= Collected data =
________________________________________
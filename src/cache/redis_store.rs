use crate::cache::store::{CacheStore, KeyTtl};
use crate::error::{AppError, Result};
use crate::observability::{get_metrics, LatencyTimer};
use async_trait::async_trait;
use redis::aio::MultiplexedConnection;
use redis::AsyncCommands;

/// Redis-backed cache store.
pub struct RedisCacheStore {
    client: redis::Client,
}

impl RedisCacheStore {
    pub fn new(client: redis::Client) -> Self {
        Self { client }
    }

    pub fn open(url: &str) -> Result<Self> {
        Ok(Self::new(redis::Client::open(url)?))
    }

    async fn connection(&self) -> Result<MultiplexedConnection> {
        Ok(self.client.get_multiplexed_async_connection().await?)
    }

    /// Round-trips a PING to confirm the server is reachable.
    pub async fn ping(&self) -> Result<()> {
        let mut conn = self.connection().await?;
        let _: String = redis::cmd("PING").query_async(&mut conn).await?;
        Ok(())
    }
}

fn observe<T>(operation: &str, timer: LatencyTimer, result: &Result<T>) {
    get_metrics().record_cache_operation(operation, timer.elapsed_ms(), result.is_ok());
    if let Err(e) = result {
        tracing::warn!(operation, error = %e, "Redis operation failed");
    }
}

#[async_trait]
impl CacheStore for RedisCacheStore {
    async fn get(&self, key: &str) -> Result<Option<Vec<u8>>> {
        let timer = LatencyTimer::new();
        let result = async {
            let mut conn = self.connection().await?;
            let value: Option<Vec<u8>> = conn.get(key).await?;
            Ok::<_, AppError>(value)
        }
        .await;
        observe("get", timer, &result);
        result
    }

    async fn set_with_expiry(&self, key: &str, value: &[u8], ttl_seconds: u64) -> Result<()> {
        let timer = LatencyTimer::new();
        let result = async {
            let mut conn = self.connection().await?;
            let _: () = conn.set_ex(key, value, ttl_seconds).await?;
            Ok::<_, AppError>(())
        }
        .await;
        observe("set_ex", timer, &result);
        result
    }

    async fn ttl(&self, key: &str) -> Result<KeyTtl> {
        let timer = LatencyTimer::new();
        let result = async {
            let mut conn = self.connection().await?;
            let reply: i64 = conn.ttl(key).await?;
            Ok::<_, AppError>(KeyTtl::from_redis_reply(reply))
        }
        .await;
        observe("ttl", timer, &result);
        result
    }

    async fn set_if_absent(&self, key: &str, value: &[u8], ttl_seconds: u64) -> Result<bool> {
        let timer = LatencyTimer::new();
        let result = async {
            let mut conn = self.connection().await?;
            let reply: Option<String> = conn
                .set_options(
                    key,
                    value,
                    redis::SetOptions::default()
                        .conditional_set(redis::ExistenceCheck::NX)
                        .with_expiration(redis::SetExpiry::EX(ttl_seconds as usize)),
                )
                .await?;
            Ok::<_, AppError>(reply.is_some())
        }
        .await;
        observe("set_nx", timer, &result);
        result
    }

    async fn delete(&self, key: &str) -> Result<bool> {
        let timer = LatencyTimer::new();
        let result = async {
            let mut conn = self.connection().await?;
            let deleted: i64 = conn.del(key).await?;
            Ok::<_, AppError>(deleted > 0)
        }
        .await;
        observe("del", timer, &result);
        result
    }
}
________________________________________
= Your assignment =
Lines from the top of the entries through the line with "if let Err(e)" are to be transcribed exactly, and nothing more.

= Answer to this task =
filename src/cache/redis_store.rs
use crate::cache::store::{CacheStore, KeyTtl};
use crate::error::{AppError, Result};
use crate::observability::{get_metrics, LatencyTimer};
use async_trait::async_trait;
use redis::aio::MultiplexedConnection;
use redis::AsyncCommands;

/// Redis-backed cache store.
pub struct RedisCacheStore {
    client: redis::Client,
}

impl RedisCacheStore {
    pub fn new(client: redis::Client) -> Self {
        Self { client }
    }

    pub fn open(url: &str) -> Result<Self> {
        Ok(Self::new(redis::Client::open(url)?))
    }

    async fn connection(&self) -> Result<MultiplexedConnection> {
        Ok(self.client.get_multiplexed_async_connection().await?)
    }

    /// Round-trips a PING to confirm the server is reachable.
    pub async fn ping(&self) -> Result<()> {
        let mut conn = self.connection().await?;
        let _: String = redis::cmd("PING").query_async(&mut conn).await?;
        Ok(())
    }
}

fn observe<T>(operation: &str, timer: LatencyTimer, result: &Result<T>) {
    get_metrics().record_cache_operation(operation, timer.elapsed_ms(), result.is_ok());
    if let Err(e) = result {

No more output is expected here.